My own heritage instilled in me a love of whisky, the water of life, drawn to the flavours of the Isle of Skye and the Mull of Kintyre. Meanwhile, from schooldays Burns Suppers, with pipers and poems and overflowing meat, to deep fried balls of lamb innards served with chips, I have an enduring love of haggis, never prepared better than by my own mum. Family in Japan have also enabled me to gain further appreciation for the joys of seasonal eating and simplicity, and provided some of the most satisfying food experiences I’ve had: helping my grandmother-in-law make gyoza (pork dumpling); sampling various dishes of delicacies or rolling our own sushi around tables with family and friends; trying the Okinawan specialities kakuni (braised pork) and umibudo (sea grape seaweed); savouring the exquisite sawara (mackerel) and gindara (blue cod) in coastal Mie and Hokkaido; sublimely light tempura in Ome; succulent marbled beef in a yakiniku restaurant in Hiroshima; okonomiyaki made in front of us while sitting at the bar in a tiny local pub in Nara; stopping on the roadside in rural Shizuoka to take photos and being served homemade cake, tea and umeboshi (pickled plums) by a local tea grower.

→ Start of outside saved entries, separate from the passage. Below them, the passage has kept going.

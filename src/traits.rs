//! Seams between the route-ordering core and the records it orders.
//!
//! Apps implement these for their own data models; the core only ever sees
//! coordinates.

use crate::error::OsrmError;
use crate::geo::GeoPoint;
use crate::polyline::Polyline;

/// Anything that can be placed on a route.
pub trait Waypoint {
    /// Location of the stop, or `None` when the record carries no usable
    /// coordinates.
    fn location(&self) -> Option<GeoPoint>;
}

impl Waypoint for GeoPoint {
    fn location(&self) -> Option<GeoPoint> {
        Some(*self)
    }
}

impl<W: Waypoint + ?Sized> Waypoint for &W {
    fn location(&self) -> Option<GeoPoint> {
        (**self).location()
    }
}

/// Travel between one origin and one destination.
#[derive(Debug, Clone, PartialEq, serde::Serialize, serde::Deserialize)]
pub struct RouteLeg {
    /// Distance in meters.
    pub distance_m: f64,
    /// Duration in seconds.
    pub duration_s: f64,
    pub geometry: Polyline,
}

/// Provides travel distance, duration and geometry for a single leg.
pub trait RouteLegProvider {
    fn leg(&self, from: GeoPoint, to: GeoPoint) -> Result<RouteLeg, OsrmError>;

    /// Legs between consecutive points of `points`.
    fn legs(&self, points: &[GeoPoint]) -> Result<Vec<RouteLeg>, OsrmError> {
        points
            .windows(2)
            .map(|pair| self.leg(pair[0], pair[1]))
            .collect()
    }
}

My chosen home, New Zealand has also provided me with many more ‘food memories’: fine dining restaurants providing sumptuous venison, the most exquisite salad I’ve tasted and a sublime apple creme brulee; mussels fresh from the harbour waters in Havelock and cooked into a rich, creamy chowder at a roadside shack in Coromandel town; regular visits to restaurants providing homely Mexican fare, tasty Thai, juicy steaks, delicious pizzas lovingly made by an Italian Kiwi and hearty sandwiches in an old, brick gold refinery; generously-filled pies in an out-of-the-way bakery in Blenheim; frozen yoghurt on the farm where the blueberries are picked; strong, rich coffee in the stunning architectural triumph of Auckland art gallery; tea tasting at New Zealand’s sole plantation; a converted stables offering a gourmet selection of German sausages, Cajun chicken, French crepes, Italian pasta and Japanese curry; a movie-themed feast in the comforting glow of the Green Dragon in Hobbiton; tasty local beers as the craft brewery market took off; trips to the country’s wine regions where it was the small wineries who provided the best food, wine and atmosphere, with the enthusiastic service of fellow epicureans.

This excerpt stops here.